I started going to Litfest about 12 years ago, on a whim. A group of us at a reunion, all avid readers and close friends, thought this would be a fun thing to explore.
We stay in a tiny little hotel, more like a guest house. It’s comfortable but not luxurious. The atmosphere is homely, the food like home food. The staff has started recognising us as festival regulars and press us to have ‘ek aur roti’ or try the dessert.
Mornings start with a scramble to get ready, have brekker and get to the festival in time to catch the tail end of the morning music. We’ve heard some amazing singers over the years, from Sonam Kalra to Subramania.

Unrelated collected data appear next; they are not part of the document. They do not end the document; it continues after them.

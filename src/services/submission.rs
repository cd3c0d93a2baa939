//! Review submission and rating aggregation.
//!
//! A submission either creates the site for its `(specialty, hospitalName)`
//! pair or folds the review into the existing site's running average. The
//! site id is derived from the pair and creation is a conditional insert, so
//! two first submissions racing for the same pair cannot both create a row:
//! the loser sees a conflict, re-reads and updates instead. Updates are
//! compare-and-swap on `totalReviews`.

use std::sync::Arc;

use chrono::Utc;
use serde::Serialize;
use uuid::Uuid;

use crate::error::{AppError, Result};
use crate::models::{RotationSite, SubmitRequest, review_id_for, site_id_for};
use crate::storage::{Condition, Field, PutMode, ScanFilter, SiteStore, SiteUpdate};

/// What a submission did to the store.
#[derive(Debug, Clone, Copy, PartialEq, Eq, Serialize)]
#[serde(rename_all = "lowercase")]
pub enum SubmitOutcome {
    /// First review for the pair; a site row was inserted
    Created,
    /// Review folded into an existing site
    Updated,
    /// Review was already attached (idempotent retry); nothing written
    Duplicate,
}

/// Result of a successful submission.
#[derive(Debug, Clone, PartialEq, Eq, Serialize)]
#[serde(rename_all = "camelCase")]
pub struct Submission {
    pub site_id: String,
    pub review_id: String,
    pub outcome: SubmitOutcome,
}

/// Attaches reviews to sites.
pub struct ReviewSubmitter {
    store: Arc<dyn SiteStore>,
    max_attempts: u32,
}

impl ReviewSubmitter {
    pub fn new(store: Arc<dyn SiteStore>, max_attempts: u32) -> Self {
        Self {
            store,
            max_attempts: max_attempts.max(1),
        }
    }

    /// Validate and apply one review submission.
    pub async fn submit(&self, mut request: SubmitRequest) -> Result<Submission> {
        request.validate()?;

        let review_id = match request.idempotency_key.as_deref() {
            Some(key) => review_id_for(key.trim()),
            None => Uuid::new_v4().to_string(),
        };
        let review = request
            .review
            .take()
            .ok_or_else(|| AppError::validation("review is required"))?
            .into_review(review_id, Utc::now())?;

        let canonical_id = site_id_for(&request.specialty, &request.hospital_name);
        let same_hospital = ScanFilter::all(vec![Condition::equals(
            Field::HospitalName,
            &request.hospital_name,
        )]);

        for attempt in 1..=self.max_attempts {
            let matches = self
                .store
                .query(&request.specialty, Some(&same_hospital))
                .await?;

            let written = match pick_site(matches, &canonical_id) {
                None => {
                    let site = RotationSite::from_first_review(
                        &request.specialty,
                        &request.hospital_name,
                        request.site_location(),
                        review.clone(),
                    );
                    self.store
                        .put(&site, PutMode::CreateOnly)
                        .await
                        .map(|_| (site.site_id, SubmitOutcome::Created))
                }
                Some(site) if site.has_review(&review.review_id) => {
                    log::info!(
                        "Review {} already attached to site {}",
                        review.review_id,
                        site.site_id
                    );
                    Ok((site.site_id, SubmitOutcome::Duplicate))
                }
                Some(site) => {
                    let update = SiteUpdate {
                        expected_total: site.total_reviews,
                        average_rating: site.average_with(review.rating),
                        review: review.clone(),
                    };
                    self.store
                        .update(&site.key(), &update)
                        .await
                        .map(|_| (site.site_id, SubmitOutcome::Updated))
                }
            };

            match written {
                Ok((site_id, outcome)) => {
                    log::info!(
                        "Review {} {:?} site {} ({})",
                        review.review_id,
                        outcome,
                        site_id,
                        request.hospital_name
                    );
                    return Ok(Submission {
                        site_id,
                        review_id: review.review_id,
                        outcome,
                    });
                }
                Err(e) if e.is_conflict() => {
                    log::warn!(
                        "Write conflict on attempt {}/{}: {}",
                        attempt,
                        self.max_attempts,
                        e
                    );
                }
                Err(e) => return Err(e),
            }
        }

        Err(AppError::conflict(
            canonical_id,
            format!("gave up after {} attempts", self.max_attempts),
        ))
    }
}

/// Choose the row a review applies to when the lookup found several.
///
/// Prefers the row keyed by the derived id, then the smallest site id.
fn pick_site(mut matches: Vec<RotationSite>, canonical_id: &str) -> Option<RotationSite> {
    if matches.len() > 1 {
        log::warn!(
            "{} rows share hospital '{}' under specialty '{}'",
            matches.len(),
            matches[0].hospital_name,
            matches[0].specialty
        );
    }

    if let Some(pos) = matches.iter().position(|s| s.site_id == canonical_id) {
        return Some(matches.swap_remove(pos));
    }
    matches.into_iter().min_by(|a, b| a.site_id.cmp(&b.site_id))
}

Once the proceedings of the day start, it’s an embarassment of riches as you are forced to Sophie’s Choice between that biographer you loved to a geopolitical book of the year to a candid Bollywood star’s autobiography. Over the years, we’ve heard Organ Pamuk, JM Coetzee, Pico Iyer, Javed Akhtar, Gulzar, Dalrymple, Hamid Karzai and Oprah.
As a festival veteran, you learn some new skills. You learn to spot an empty seat from yards away and perfect the art of squeezing in before someone else beats you to it. You learn to pace yourself. A few sessions in, your brain is wired and tired; it needs a break. You move back to the end of the front lawn and savour the sun over a perfect cup of masala chai or chaat and kachoris served by the ladies of Diggi Palace.
Periodically, like a lapsed alcoholic, I make my way to the bookshop tent, intoxicated by the sheer mind-boggling volume and variety and stagger out with yet another haul of books I’d love to read, someday. I think Tsundoku is the official sponsor of Litfest.
Sometimes we need a break from the mental stimulation and step out for that glass of thick, rich Jaipuri lassi topped with malai. Other times we make a beeline to the Anokhi cafe to relish their delicious blue cheese salad and incredible sephardic cake. We go shopping and discover gems like Pink or Jaipur Modern.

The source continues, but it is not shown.